Exercise: Keyword search on "calls": report each line of the records that contains it.

Raw data:
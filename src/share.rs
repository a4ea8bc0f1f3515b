//! Sharing of DNS, TLS session and connection state across requests.
//!
//! The safe transport bindings do not cover the share interface, so this
//! module talks to `curl-sys` directly. The transport calls back into
//! [`lock_callback`]/[`unlock_callback`] around every access to a shared
//! resource; each lockable resource class maps to its own mutex so
//! independent resources do not serialize.

use std::fmt;
use std::ops::BitOr;
use std::os::raw::{c_int, c_void};
use std::sync::Arc;

use parking_lot::lock_api::RawMutex as _;
use parking_lot::RawMutex;

use crate::error::Error;
use crate::init;

/// The resource classes a [`Share`] carries across requests.
///
/// Options combine with `|`:
///
/// ```
/// use lift::ShareOptions;
///
/// let opts = ShareOptions::DNS | ShareOptions::SSL;
/// assert!(opts.contains(ShareOptions::DNS));
/// assert!(!opts.contains(ShareOptions::DATA));
/// assert_eq!(ShareOptions::DNS | ShareOptions::SSL | ShareOptions::DATA, ShareOptions::ALL);
/// ```
#[derive(Debug, Clone, Copy, PartialEq, Eq, Hash)]
pub struct ShareOptions(u64);

impl ShareOptions {
    /// Share nothing across requests.
    pub const NOTHING: ShareOptions = ShareOptions(0);
    /// Share DNS information across requests.
    pub const DNS: ShareOptions = ShareOptions(1 << 1);
    /// Share SSL session information across requests.
    pub const SSL: ShareOptions = ShareOptions(1 << 2);
    /// Share the connection pool across requests.
    pub const DATA: ShareOptions = ShareOptions(1 << 3);
    /// Share all available resource classes.
    pub const ALL: ShareOptions =
        ShareOptions(Self::DNS.0 | Self::SSL.0 | Self::DATA.0);

    /// Returns true if every class in `other` is enabled in `self`.
    pub fn contains(&self, other: ShareOptions) -> bool {
        (self.0 & other.0) == other.0
    }
}

impl BitOr for ShareOptions {
    type Output = ShareOptions;

    fn bitor(self, rhs: ShareOptions) -> ShareOptions {
        ShareOptions(self.0 | rhs.0)
    }
}

// One mutex per curl lock-data class. curl currently defines seven classes;
// anything newer the linked library reports is clamped onto the last slot.
const LOCK_CLASSES: usize = 8;

struct Inner {
    raw: *mut curl_sys::CURLSH,
    locks: [RawMutex; LOCK_CLASSES],
}

// The raw share handle is only ever mutated by the transport, which brackets
// every access with lock_callback/unlock_callback on the mutexes below.
unsafe impl Send for Inner {}
unsafe impl Sync for Inner {}

impl Drop for Inner {
    fn drop(&mut self) {
        unsafe {
            curl_sys::curl_share_cleanup(self.raw);
        }
        init::global_cleanup();
    }
}

extern "C" fn lock_callback(
    _handle: *mut curl_sys::CURL,
    data: c_int,
    _access: c_int,
    user_ptr: *mut c_void,
) {
    let inner = unsafe { &*(user_ptr as *const Inner) };
    inner.locks[(data as usize).min(LOCK_CLASSES - 1)].lock();
}

extern "C" fn unlock_callback(_handle: *mut curl_sys::CURL, data: c_int, user_ptr: *mut c_void) {
    let inner = unsafe { &*(user_ptr as *const Inner) };
    unsafe {
        inner.locks[(data as usize).min(LOCK_CLASSES - 1)].unlock();
    }
}

/// A reference-counted carrier of DNS cache, TLS session cache and connection
/// pool state.
///
/// A `Share` can be mounted into any number of [`Client`]s and synchronous
/// [`Request::perform`] calls concurrently and may outlive all of them.
/// Cloning is cheap and every clone refers to the same underlying state.
///
/// [`Client`]: crate::Client
/// [`Request::perform`]: crate::Request::perform
#[derive(Clone)]
pub struct Share {
    inner: Arc<Inner>,
}

impl Share {
    /// Creates a share carrying the given resource classes.
    pub fn new(options: ShareOptions) -> crate::Result<Share> {
        init::global_init();

        let raw = unsafe { curl_sys::curl_share_init() };
        if raw.is_null() {
            init::global_cleanup();
            return Err(Error::client("curl_share_init returned null"));
        }

        let inner = Arc::new(Inner {
            raw,
            locks: [RawMutex::INIT; LOCK_CLASSES],
        });

        unsafe {
            curl_sys::curl_share_setopt(
                raw,
                curl_sys::CURLSHOPT_LOCKFUNC,
                lock_callback as extern "C" fn(*mut curl_sys::CURL, c_int, c_int, *mut c_void),
            );
            curl_sys::curl_share_setopt(
                raw,
                curl_sys::CURLSHOPT_UNLOCKFUNC,
                unlock_callback as extern "C" fn(*mut curl_sys::CURL, c_int, *mut c_void),
            );
            curl_sys::curl_share_setopt(
                raw,
                curl_sys::CURLSHOPT_USERDATA,
                Arc::as_ptr(&inner) as *mut c_void,
            );

            if options == ShareOptions::NOTHING {
                curl_sys::curl_share_setopt(
                    raw,
                    curl_sys::CURLSHOPT_SHARE,
                    curl_sys::CURL_LOCK_DATA_NONE,
                );
            } else {
                if options.contains(ShareOptions::DNS) {
                    curl_sys::curl_share_setopt(
                        raw,
                        curl_sys::CURLSHOPT_SHARE,
                        curl_sys::CURL_LOCK_DATA_DNS,
                    );
                }
                if options.contains(ShareOptions::SSL) {
                    curl_sys::curl_share_setopt(
                        raw,
                        curl_sys::CURLSHOPT_SHARE,
                        curl_sys::CURL_LOCK_DATA_SSL_SESSION,
                    );
                }
                if options.contains(ShareOptions::DATA) {
                    curl_sys::curl_share_setopt(
                        raw,
                        curl_sys::CURLSHOPT_SHARE,
                        curl_sys::CURL_LOCK_DATA_CONNECT,
                    );
                }
            }
        }

        Ok(Share { inner })
    }

    /// The raw share handle, installed on easy handles at prepare time.
    pub(crate) fn raw(&self) -> *mut curl_sys::CURLSH {
        self.inner.raw
    }
}

impl fmt::Debug for Share {
    fn fmt(&self, f: &mut fmt::Formatter) -> fmt::Result {
        f.debug_struct("Share").finish_non_exhaustive()
    }
}
use std::fmt;
use std::time::Duration;

use bytes::Bytes;

use crate::header::Header;
use crate::http::{StatusCode, Version};
use crate::status::LiftStatus;

/// The outcome of a single HTTP request.
///
/// Always check [`lift_status`](Response::lift_status) first: it reports how
/// the transfer itself ended (success, timeout, connect error, ...) and is
/// distinct from the HTTP [`status_code`](Response::status_code) the remote
/// server sent.
#[derive(Debug, Clone)]
pub struct Response {
    pub(crate) headers: Vec<Header>,
    pub(crate) data: Bytes,
    // Milliseconds fit 49 days in a u32, plenty for one transfer.
    pub(crate) total_time_ms: u32,
    pub(crate) status_code: StatusCode,
    pub(crate) lift_status: LiftStatus,
    pub(crate) version: Version,
    pub(crate) num_connects: u8,
    pub(crate) num_redirects: u8,
}

impl Response {
    /// How the request completed in the client, e.g. success or timeout.
    ///
    /// This is not the HTTP status code returned by the remote server.
    pub fn lift_status(&self) -> LiftStatus {
        self.lift_status
    }

    /// The HTTP response status code.
    pub fn status_code(&self) -> StatusCode {
        self.status_code
    }

    /// The HTTP version of the response.
    pub fn version(&self) -> Version {
        self.version
    }

    /// The response headers, in the order they arrived.
    pub fn headers(&self) -> &[Header] {
        &self.headers
    }

    /// Looks up the first response header with the given name,
    /// case-insensitively.
    pub fn header(&self, name: &str) -> Option<&Header> {
        self.headers
            .iter()
            .find(|h| h.name().eq_ignore_ascii_case(name))
    }

    /// The downloaded response body.
    pub fn data(&self) -> &Bytes {
        &self.data
    }

    /// Consumes the response, returning the body.
    pub fn into_data(self) -> Bytes {
        self.data
    }

    /// The total time the request took.
    ///
    /// For a request that hit its user-visible timeout this is stamped to
    /// the configured timeout value.
    pub fn total_time(&self) -> Duration {
        Duration::from_millis(u64::from(self.total_time_ms))
    }

    /// The number of connections made to serve this request, saturating
    /// at 255.
    pub fn num_connects(&self) -> u8 {
        self.num_connects
    }

    /// The number of redirects followed while serving this request,
    /// saturating at 255.
    pub fn num_redirects(&self) -> u8 {
        self.num_redirects
    }
}

impl Default for Response {
    fn default() -> Self {
        Self {
            headers: Vec::new(),
            data: Bytes::new(),
            total_time_ms: 0,
            status_code: StatusCode::HttpUnknown,
            lift_status: LiftStatus::Building,
            version: Version::Http11,
            num_connects: 0,
            num_redirects: 0,
        }
    }
}

impl fmt::Display for Response {
    /// Formats the response in the raw HTTP format.
    fn fmt(&self, f: &mut fmt::Formatter) -> fmt::Result {
        write!(f, "{} {}\r\n", self.version, self.status_code)?;
        for header in &self.headers {
            write!(f, "{header}\r\n")?;
        }
        f.write_str("\r\n")?;
        if !self.data.is_empty() {
            f.write_str(&String::from_utf8_lossy(&self.data))?;
        }
        Ok(())
    }
}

Response to this exercise:
//! module talks to `curl-sys` directly. The transport calls back into
/// [`Request::perform`] calls concurrently and may outlive all of them.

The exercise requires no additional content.